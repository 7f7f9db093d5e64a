use crate::core::geometry::{VertexOut, normalize_or_zero};
use crate::core::math::transform::{apply_perspective_division, ndc_to_screen};
use crate::scene::camera::Camera;
use crate::scene::mesh::Mesh;
use nalgebra::{Matrix4, Point2};

/// Transforms every vertex of `mesh` from model space to NDC.
///
/// The mesh's output array is cleared and fully rewritten; its length always
/// matches the vertex count afterwards.
pub fn transform_vertices(mesh: &mut Mesh, world: &Matrix4<f32>, camera: &Camera) {
    let world_view_projection = camera.projection_matrix() * camera.view_matrix() * world;
    let world_3x3 = world.fixed_view::<3, 3>(0, 0).into_owned();

    let (vertices, vertices_out) = mesh.transform_buffers();

    vertices_out.clear();
    vertices_out.reserve(vertices.len());

    for vertex in vertices.iter() {
        let clip = world_view_projection * vertex.position.to_homogeneous();

        vertices_out.push(VertexOut {
            position: apply_perspective_division(&clip),
            uv: vertex.uv,
            normal: normalize_or_zero(world_3x3 * vertex.normal),
            tangent: normalize_or_zero(world_3x3 * vertex.tangent),
            // Clip-space direction of the vertex, taken before the divide.
            view_direction: normalize_or_zero(clip.xyz()),
        });
    }
}

/// Maps NDC positions to pixel coordinates (origin top-left, +Y down).
pub fn project_to_screen(vertices_out: &[VertexOut], width: usize, height: usize) -> Vec<Point2<f32>> {
    vertices_out
        .iter()
        .map(|v| ndc_to_screen(v.position.x, v.position.y, width as f32, height as f32))
        .collect()
}
use nalgebra::Vector3;

/// Scales the color down so its largest channel is at most 1.0.
/// Colors already inside [0, 1] are returned unchanged.
pub fn max_to_one(color: Vector3<f32>) -> Vector3<f32> {
    let max = color.x.max(color.y).max(color.z);
    if max > 1.0 { color / max } else { color }
}

/// Linearly remaps `value` from [min, max] to [0, 1] without clamping.
#[inline]
pub fn remap(value: f32, min: f32, max: f32) -> f32 {
    (value - min) / (max - min)
}

/// Quantizes a color to 8 bits per channel and packs it as 0xAARRGGBB.
///
/// Float to int casts saturate, so negative channels become 0.
pub fn pack_rgb(color: Vector3<f32>) -> u32 {
    let r = (color.x * 255.0) as u8 as u32;
    let g = (color.y * 255.0) as u8 as u32;
    let b = (color.z * 255.0) as u8 as u32;
    (255 << 24) | (r << 16) | (g << 8) | b
}

/// Splits a packed 0xAARRGGBB value into its RGB bytes.
#[inline]
pub fn unpack_rgb(packed: u32) -> [u8; 3] {
    [
        ((packed >> 16) & 0xFF) as u8,
        ((packed >> 8) & 0xFF) as u8,
        (packed & 0xFF) as u8,
    ]
}

#[cfg(test)]
mod tests {
    use super::*;
    use approx::assert_relative_eq;

    #[test]
    fn max_to_one_scales_by_largest_channel() {
        let c = max_to_one(Vector3::new(2.0, 0.5, 0.1));
        assert_relative_eq!(c, Vector3::new(1.0, 0.25, 0.05), epsilon = 1e-6);
    }

    #[test]
    fn max_to_one_keeps_colors_in_range() {
        let c = Vector3::new(0.5, 0.3, 0.2);
        assert_eq!(max_to_one(c), c);
    }

    #[test]
    fn remap_does_not_clamp() {
        assert_relative_eq!(remap(0.997, 0.997, 1.0), 0.0);
        assert_relative_eq!(remap(1.0, 0.997, 1.0), 1.0, epsilon = 1e-4);
        assert!(remap(0.5, 0.997, 1.0) < 0.0);
    }

    #[test]
    fn pack_saturates_negative_channels() {
        let packed = pack_rgb(Vector3::new(1.0, -0.5, 0.5));
        assert_eq!(unpack_rgb(packed), [255, 0, 127]);
        assert_eq!(packed >> 24, 255);
    }
}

____

Problem to solve:
State how many lines of the listing above hold the word "crate", with nothing but the number.

Exercise response:
4